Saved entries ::
########

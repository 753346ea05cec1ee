//! Input validity checks for account names and email addresses.

/// Maximum account name length.
const MAX_NAME_LEN: usize = 32;

/// Validate an account name. Names must be 1-32 chars, alphanumeric plus
/// hyphens, underscores, and dots.
pub fn is_valid_name(name: &str) -> bool {
    !name.is_empty()
        && name.len() <= MAX_NAME_LEN
        && name
            .chars()
            .all(|c| c.is_alphanumeric() || c == '-' || c == '_' || c == '.')
}

/// Validate an email address. This is a plausibility check, not RFC 5322:
/// exactly one `@`, a non-empty local part, and a domain containing a dot.
pub fn is_valid_email(email: &str) -> bool {
    if email.chars().any(char::is_whitespace) {
        return false;
    }
    let mut parts = email.splitn(2, '@');
    let (Some(local), Some(domain)) = (parts.next(), parts.next()) else {
        return false;
    };
    !local.is_empty()
        && !domain.is_empty()
        && !domain.contains('@')
        && domain.contains('.')
        && !domain.starts_with('.')
        && !domain.ends_with('.')
}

########

ABOUT THIS EXERCISE ::
Return all of the data above verbatim.

SOLVED EXERCISE ::
repository 753346ea05cec1ee
//! Input validity checks for account names and email addresses.

/// Maximum account name length.
const MAX_NAME_LEN: usize = 32;

/// Validate an account name. Names must be 1-32 chars, alphanumeric plus
/// hyphens, underscores, and dots.
pub fn is_valid_name(name: &str) -> bool {
    !name.is_empty()
        && name.len() <= MAX_NAME_LEN
        && name
            .chars()
            .all(|c| c.is_alphanumeric() || c == '-' || c == '_' || c == '.')
}

/// Validate an email address. This is a plausibility check, not RFC 5322:
/// exactly one `@`, a non-empty local part, and a domain containing a dot.
pub fn is_valid_email(email: &str) -> bool {
    if email.chars().any(char::is_whitespace) {
        return false;
    }
    let mut parts = email.splitn(2, '@');
    let (Some(local), Some(domain)) = (parts.next(), parts.next()) else {
        return false;
    };
    !local.is_empty()
        && !domain.is_empty()
        && !domain.contains('@')
        && domain.contains('.')
        && !domain.starts_with('.')
        && !domain.ends_with('.')
}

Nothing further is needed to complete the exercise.